A: I think the open sets definition of irreducibility is easier to work with. You should show these useful facts about $Spec(A)$: the sets $D(f) = \{\mathfrak{p} \in Spec(A) : f \notin \mathfrak{p}\}$ form a basis of the topology of the spectrum, and $D(f) \cap D(g) = D(fg)$.  Then we suppose that $f \notin Nil(A)$ and $g \notin Nil(A)$. This means that $D(f)$ and $D(g)$ are then nonempty open sets, and so  if $Spec(A)$ is irreducible, their intersection $D(fg)$ is nonempty.
A: Let us denote the nilradical by $N$. $N= \cap P$. Let us assume N is not a prime ideal for X an irreducible space. So there must exist a and b in A, such that $a, b \not \in N$ but $ab\in N$. Then $ab \in P$ for all prime ideal P in A. 

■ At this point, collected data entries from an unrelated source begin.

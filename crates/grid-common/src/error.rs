//! Error types for grid data acquisition.
//!
//! Errors fall into three kinds: network failures (transient, worth a
//! retry), format failures (the response is not what we expect) and
//! location failures (a point cannot be resolved to a grid cell). All of
//! them become a plain "no data" outcome at the repository boundary via
//! [`NoDataExt::or_no_data`], after the cause has been logged.

use thiserror::Error;

/// Result type alias using GridError.
pub type GridResult<T> = Result<T, GridError>;

/// Primary error type for grid acquisition operations.
#[derive(Debug, Error)]
pub enum GridError {
    // === Network Errors ===
    #[error("Request to {url} failed: {message}")]
    RequestFailed { url: String, message: String },

    #[error("Unexpected HTTP status {status} from {url}")]
    HttpStatus { url: String, status: u16 },

    #[error("Empty response body from {0}")]
    EmptyBody(String),

    #[error("Request timeout: {0}")]
    Timeout(String),

    // === Format Errors ===
    #[error("Missing required data: {0}")]
    MissingData(String),

    #[error("Invalid data format: {0}")]
    InvalidFormat(String),

    #[error("Dimension mismatch: {0}")]
    DimensionMismatch(String),

    // === Location Errors ===
    #[error("Cannot resolve location: {0}")]
    UnresolvedLocation(String),

    #[error("Index {requested} outside extent {extent} on axis '{axis}'")]
    OutOfBounds {
        axis: String,
        requested: usize,
        extent: usize,
    },

    // === Configuration Errors ===
    #[error("Configuration error: {0}")]
    Config(String),
}

/// Coarse classification used for logging and retry decisions.
#[derive(Debug, Clone, Copy, PartialEq, Eq)]
pub enum ErrorKind {
    Network,
    Format,
    Location,
    Config,
}

impl GridError {
    pub fn kind(&self) -> ErrorKind {
        match self {
            GridError::RequestFailed { .. }
            | GridError::HttpStatus { .. }
            | GridError::EmptyBody(_)
            | GridError::Timeout(_) => ErrorKind::Network,

            GridError::MissingData(_)
            | GridError::InvalidFormat(_)
            | GridError::DimensionMismatch(_) => ErrorKind::Format,

            GridError::UnresolvedLocation(_) | GridError::OutOfBounds { .. } => {
                ErrorKind::Location
            }

            GridError::Config(_) => ErrorKind::Config,
        }
    }

    /// Network failures may succeed on a later attempt; nothing else will.
    pub fn is_transient(&self) -> bool {
        self.kind() == ErrorKind::Network
    }

    /// Create a MissingData error.
    pub fn missing(msg: impl Into<String>) -> Self {
        Self::MissingData(msg.into())
    }

    /// Create an InvalidFormat error.
    pub fn invalid_format(msg: impl Into<String>) -> Self {
        Self::InvalidFormat(msg.into())
    }

    /// Create an UnresolvedLocation error.
    pub fn unresolved(msg: impl Into<String>) -> Self {
        Self::UnresolvedLocation(msg.into())
    }

    /// Create a Config error.
    pub fn config(msg: impl Into<String>) -> Self {
        Self::Config(msg.into())
    }
}

/// Collapses a detailed result into the uniform "no data" outcome.
pub trait NoDataExt<T> {
    /// Log the error (if any) under `context` and discard its cause.
    fn or_no_data(self, context: &str) -> Option<T>;
}

impl<T, E> NoDataExt<T> for Result<T, E>
where
    E: Into<GridError>,
{
    fn or_no_data(self, context: &str) -> Option<T> {
        match self {
            Ok(value) => Some(value),
            Err(err) => {
                let err: GridError = err.into();
                match err.kind() {
                    ErrorKind::Network => {
                        tracing::warn!(context, error = %err, "Network failure, no data")
                    }
                    ErrorKind::Location => {
                        tracing::debug!(context, error = %err, "Location unresolved, no data")
                    }
                    ErrorKind::Format | ErrorKind::Config => {
                        tracing::error!(context, error = %err, "Unusable response, no data")
                    }
                }
                None
            }
        }
    }
}
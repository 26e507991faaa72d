//! Line lexer for OPeNDAP ASCII responses.
//!
//! An ASCII response is a DDS block (type declarations), a dashed
//! separator, then one block per variable:
//!
//! ```text
//! Dataset {
//!     Int16 salinity[time = 3][depth = 2][Y = 2][X = 3];
//! } norkyst.nc;
//! ---------------------------------------------
//! salinity.salinity[3][2][2][3]
//! [0][0][0], -32767, 5085, 5090
//! [0][0][1], 5101, 5102, 5103
//! ...
//!
//! salinity.time[3]
//! 1.7040672E9, 1.7041536E9, 1.70424E9
//! ```
//!
//! Each line is classified on its own, without lookahead or backtracking;
//! the parser drives a state machine over the resulting tokens.

/// Type names that start a DDS declaration.
const DAP_TYPES: &[&str] = &[
    "Byte", "Int8", "UInt8", "Int16", "UInt16", "Int32", "UInt32", "Int64", "UInt64", "Float32",
    "Float64", "String", "Url",
];

/// One axis of a DDS declaration: `[time = 3]` or `[3]`.
#[derive(Debug, Clone, PartialEq)]
pub struct AxisDecl<'a> {
    pub name: Option<&'a str>,
    pub len: &'a str,
}

/// A classified line.
#[derive(Debug, Clone, PartialEq)]
pub enum Line<'a> {
    Blank,
    /// Dashed line between the DDS and the data section
    Separator,
    /// `Int16 salinity[time = 3][X = 4];`
    Declaration {
        dtype: &'a str,
        name: &'a str,
        axes: Vec<AxisDecl<'a>>,
    },
    /// `salinity.salinity[3][2][2][3]`
    ArrayHeader { path: &'a str, dims: Vec<&'a str> },
    /// `[0][1][0], 5101, 5102, 5103`
    Row {
        index: Vec<&'a str>,
        values: &'a str,
    },
    /// Anything else (structure keywords, bare value lists)
    Text(&'a str),
}

/// Iterator over `(line_number, Line)` pairs, 1-based.
pub struct Lexer<'a> {
    lines: std::str::Lines<'a>,
    line_no: usize,
}

impl<'a> Lexer<'a> {
    pub fn new(text: &'a str) -> Self {
        Self {
            lines: text.lines(),
            line_no: 0,
        }
    }
}

impl<'a> Iterator for Lexer<'a> {
    type Item = (usize, Line<'a>);

    fn next(&mut self) -> Option<Self::Item> {
        let raw = self.lines.next()?;
        self.line_no += 1;
        Some((self.line_no, classify(raw)))
    }
}

/// Classify a single line.
pub fn classify(raw: &str) -> Line<'_> {
    let line = raw.trim();

    if line.is_empty() {
        return Line::Blank;
    }

    if line.len() >= 3 && line.bytes().all(|b| b == b'-') {
        return Line::Separator;
    }

    if line.starts_with('[') {
        if let Some((_, index, rest)) = split_brackets(line) {
            let rest = rest.trim_start();
            if let Some(values) = rest.strip_prefix(',') {
                return Line::Row {
                    index,
                    values: values.trim(),
                };
            }
        }
        return Line::Text(line);
    }

    if let Some(body) = line.strip_suffix(';') {
        if let Some(decl) = declaration(body) {
            return decl;
        }
    }

    if let Some((path, dims, rest)) = split_brackets(line) {
        let path = path.trim();
        if rest.trim().is_empty()
            && !dims.is_empty()
            && !path.is_empty()
            && !path.contains(char::is_whitespace)
        {
            return Line::ArrayHeader { path, dims };
        }
    }

    Line::Text(line)
}

fn declaration(body: &str) -> Option<Line<'_>> {
    let (dtype, rest) = body.split_once(char::is_whitespace)?;
    if !DAP_TYPES.contains(&dtype) {
        return None;
    }
    let (name, groups, tail) = match split_brackets(rest) {
        Some(parts) => parts,
        None => (rest, Vec::new(), ""),
    };
    if !tail.trim().is_empty() {
        return None;
    }

    let axes = groups
        .into_iter()
        .map(|group| match group.split_once('=') {
            Some((axis, len)) => AxisDecl {
                name: Some(axis.trim()),
                len: len.trim(),
            },
            None => AxisDecl {
                name: None,
                len: group.trim(),
            },
        })
        .collect();

    Some(Line::Declaration {
        dtype,
        name: name.trim(),
        axes,
    })
}

/// Split `prefix[a][b]rest` into `(prefix, [a, b], rest)`.
///
/// Only consecutive bracket groups are collected; `None` if there is no
/// `[` or a group is not closed.
fn split_brackets(s: &str) -> Option<(&str, Vec<&str>, &str)> {
    let open = s.find('[')?;
    let prefix = &s[..open];
    let mut groups = Vec::new();
    let mut rest = &s[open..];

    while let Some(inner) = rest.strip_prefix('[') {
        let close = inner.find(']')?;
        groups.push(&inner[..close]);
        rest = &inner[close + 1..];
    }

    Some((prefix, groups, rest))
}
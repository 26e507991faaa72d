//! Coordinate reference system transformations for ocean model grids.
//!
//! Polar stereographic formulas are implemented directly; the affine
//! projection uses `nalgebra` for its 2x2 inverse.
//!
//! A [`ProjectionDefinition`] ties a projection to a regular grid so that a
//! geographic point resolves to its grid cell in O(1):
//!
//! ```text
//! (lat, lon) ──project──► (northing, easting) meters ──to_index──► (row, column)
//! ```

pub mod definition;
pub mod error;
pub mod linear;
pub mod stereographic;

pub use definition::{
    nearest_cell_brute_force, to_index, CellSize, GridExtent, GridIndex, MapProjection,
    ProjectedPoint, ProjectionDefinition, ProjectionKind,
};
pub use error::{ProjectionError, ProjectionResult};
pub use linear::LinearProjection;
pub use stereographic::{Ellipsoid, PolarStereographic};
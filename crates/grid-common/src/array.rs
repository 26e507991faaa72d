//! Fixed-shape N-dimensional arrays with explicit missing cells.
//!
//! Values are stored flat in row-major order (last axis varies fastest),
//! which is the order the ASCII dump format lists them in. A cell is
//! either `Some(value)` or `None`; a missing observation is never stored
//! as zero.

use crate::error::{GridError, GridResult};

/// Highest rank supported (time, depth, row, column).
pub const MAX_RANK: usize = 4;

/// Immutable N-dimensional array (rank 1 to 4).
#[derive(Debug, Clone, PartialEq)]
pub struct NdArray<T> {
    shape: Vec<usize>,
    strides: Vec<usize>,
    data: Vec<Option<T>>,
}

impl<T: Copy> NdArray<T> {
    /// Build an array from row-major cells.
    ///
    /// Fails if the rank is outside `1..=MAX_RANK`, any axis is empty, or
    /// the number of cells differs from the product of the shape.
    pub fn from_flat(shape: Vec<usize>, data: Vec<Option<T>>) -> GridResult<Self> {
        if shape.is_empty() || shape.len() > MAX_RANK {
            return Err(GridError::DimensionMismatch(format!(
                "rank {} not supported (1..={})",
                shape.len(),
                MAX_RANK
            )));
        }
        if shape.iter().any(|&len| len == 0) {
            return Err(GridError::DimensionMismatch(format!(
                "empty axis in shape {:?}",
                shape
            )));
        }

        let expected: usize = shape.iter().product();
        if data.len() != expected {
            return Err(GridError::DimensionMismatch(format!(
                "shape {:?} needs {} cells, got {}",
                shape,
                expected,
                data.len()
            )));
        }

        let mut strides = vec![1; shape.len()];
        for axis in (0..shape.len() - 1).rev() {
            strides[axis] = strides[axis + 1] * shape[axis + 1];
        }

        Ok(Self {
            shape,
            strides,
            data,
        })
    }

    /// Build an array where every cell is present.
    pub fn from_values(shape: Vec<usize>, values: Vec<T>) -> GridResult<Self> {
        Self::from_flat(shape, values.into_iter().map(Some).collect())
    }

    pub fn shape(&self) -> &[usize] {
        &self.shape
    }

    pub fn rank(&self) -> usize {
        self.shape.len()
    }

    /// Total number of cells, missing or not.
    pub fn len(&self) -> usize {
        self.data.len()
    }

    pub fn is_empty(&self) -> bool {
        self.data.is_empty()
    }

    /// Whether `index` addresses a cell of this array.
    pub fn contains_index(&self, index: &[usize]) -> bool {
        index.len() == self.shape.len() && index.iter().zip(&self.shape).all(|(i, len)| i < len)
    }

    /// Flat offset of a full coordinate tuple.
    ///
    /// # Panics
    /// If the tuple has the wrong rank or any coordinate is out of range.
    /// Callers derive coordinates from the array's own shape, so a bad
    /// coordinate is a bug rather than a data problem.
    pub fn flat_index(&self, index: &[usize]) -> usize {
        assert!(
            self.contains_index(index),
            "index {:?} out of bounds for shape {:?}",
            index,
            self.shape
        );
        index.iter().zip(&self.strides).map(|(i, s)| i * s).sum()
    }

    /// Value at a full coordinate tuple, `None` if the cell is missing.
    ///
    /// # Panics
    /// See [`NdArray::flat_index`].
    pub fn get(&self, index: &[usize]) -> Option<T> {
        self.data[self.flat_index(index)]
    }

    /// Whether the cell at `index` is missing.
    pub fn is_missing(&self, index: &[usize]) -> bool {
        self.get(index).is_none()
    }

    /// All cells in row-major order.
    pub fn cells(&self) -> &[Option<T>] {
        &self.data
    }

    /// Present values in row-major order.
    pub fn present_values(&self) -> impl Iterator<Item = T> + '_ {
        self.data.iter().filter_map(|v| *v)
    }

    pub fn missing_count(&self) -> usize {
        self.data.iter().filter(|v| v.is_none()).count()
    }

    /// Transform every present value, keeping missing cells missing.
    pub fn map<U: Copy>(&self, f: impl Fn(T) -> U) -> NdArray<U> {
        NdArray {
            shape: self.shape.clone(),
            strides: self.strides.clone(),
            data: self.data.iter().map(|v| v.map(&f)).collect(),
        }
    }
}
//! Configuration for the grid sampler.

use serde::{Deserialize, Serialize};

/// Configuration for the grid sampler.
#[derive(Debug, Clone, PartialEq, Serialize, Deserialize)]
#[serde(default)]
pub struct SamplerConfig {
    /// Neighbour radius (in cells) used when a query does not give one.
    pub default_radius: usize,

    /// Upper bound on any requested radius.
    pub max_radius: usize,

    /// Name of the 1-D time axis (seconds since 1970-01-01).
    pub time_axis: String,

    /// Name of the 1-D depth axis (meters, positive down).
    pub depth_axis: String,
}

impl Default for SamplerConfig {
    fn default() -> Self {
        Self {
            default_radius: 0,
            max_radius: 5,
            time_axis: "time".to_string(),
            depth_axis: "depth".to_string(),
        }
    }
}

impl SamplerConfig {
    /// Load configuration from environment variables.
    pub fn from_env() -> Self {
        let mut config = Self::default();

        if let Ok(val) = std::env::var("SAMPLER_DEFAULT_RADIUS") {
            if let Ok(radius) = val.parse() {
                config.default_radius = radius;
            }
        }

        if let Ok(val) = std::env::var("SAMPLER_MAX_RADIUS") {
            if let Ok(radius) = val.parse() {
                config.max_radius = radius;
            }
        }

        if let Ok(val) = std::env::var("SAMPLER_TIME_AXIS") {
            config.time_axis = val;
        }

        if let Ok(val) = std::env::var("SAMPLER_DEPTH_AXIS") {
            config.depth_axis = val;
        }

        config
    }

    /// Validate the configuration.
    pub fn validate(&self) -> Result<(), String> {
        if self.default_radius > self.max_radius {
            return Err(format!(
                "default_radius ({}) must not exceed max_radius ({})",
                self.default_radius, self.max_radius
            ));
        }

        if self.time_axis.is_empty() || self.depth_axis.is_empty() {
            return Err("axis names must not be empty".to_string());
        }

        Ok(())
    }

    /// Clamp a requested radius, falling back to the default.
    pub fn effective_radius(&self, requested: Option<usize>) -> usize {
        requested.unwrap_or(self.default_radius).min(self.max_radius)
    }
}
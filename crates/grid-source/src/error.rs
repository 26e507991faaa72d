//! Error types for remote grid access.

use dap_parser::ParseError;
use grid_common::GridError;
use projection::ProjectionError;
use thiserror::Error;

/// Result type for remote source operations.
pub type SourceResult<T> = Result<T, SourceError>;

#[derive(Error, Debug)]
pub enum SourceError {
    /// Connection refused, reset, DNS failure and similar
    #[error("Request to {url} failed: {source}")]
    Request {
        url: String,
        #[source]
        source: reqwest::Error,
    },

    #[error("Request to {url} timed out")]
    Timeout { url: String },

    #[error("HTTP {status} from {url}")]
    Status { url: String, status: u16 },

    #[error("Empty response body from {url}")]
    EmptyBody { url: String },

    #[error("Invalid JSON from {url}: {message}")]
    Json { url: String, message: String },

    #[error("Invalid catalog: {0}")]
    Catalog(String),

    #[error(transparent)]
    Parse(#[from] ParseError),

    #[error(transparent)]
    Projection(#[from] ProjectionError),

    /// The blocking parse task panicked or was cancelled
    #[error("Parse task failed: {0}")]
    Task(String),

    #[error("Credential error: {0}")]
    Credential(String),

    #[error("Configuration error: {0}")]
    Config(String),
}

impl SourceError {
    pub fn request(url: impl Into<String>, source: reqwest::Error) -> Self {
        let url = url.into();
        if source.is_timeout() {
            Self::Timeout { url }
        } else {
            Self::Request { url, source }
        }
    }

    pub fn status(url: impl Into<String>, status: u16) -> Self {
        Self::Status {
            url: url.into(),
            status,
        }
    }

    pub fn empty_body(url: impl Into<String>) -> Self {
        Self::EmptyBody { url: url.into() }
    }

    /// Whether repeating the same request may succeed.
    ///
    /// Client errors (4xx other than 429) and format errors are final.
    pub fn is_transient(&self) -> bool {
        match self {
            SourceError::Request { source, .. } => !source.is_builder(),
            SourceError::Timeout { .. } | SourceError::EmptyBody { .. } => true,
            SourceError::Status { status, .. } => *status == 429 || *status >= 500,
            _ => false,
        }
    }
}

impl From<SourceError> for GridError {
    fn from(err: SourceError) -> Self {
        match err {
            SourceError::Request { url, source } => GridError::RequestFailed {
                url,
                message: source.to_string(),
            },
            SourceError::Timeout { url } => GridError::Timeout(url),
            SourceError::Status { url, status } => GridError::HttpStatus { url, status },
            SourceError::EmptyBody { url } => GridError::EmptyBody(url),
            SourceError::Json { .. } | SourceError::Catalog(_) | SourceError::Task(_) => {
                GridError::InvalidFormat(err.to_string())
            }
            SourceError::Parse(e) => e.into(),
            SourceError::Projection(e) => e.into(),
            SourceError::Credential(msg) | SourceError::Config(msg) => GridError::Config(msg),
        }
    }
}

Now consider $X_{a} \cap X_{b}$, which is non-empty, by the property of irreducible space. Say some prime ideal, $P_{k} \in X_{a} \cap X_{b}$, $P_{k} \not \in (X_{a} \cap X_{b})^{c}= V(a) \cup V(b)$. That means $P_{k}$ is a prime ideal that do not contain a as well as b. That imply $ab \not \in P_{k}$. Which in turn shows $ab \not \in N$.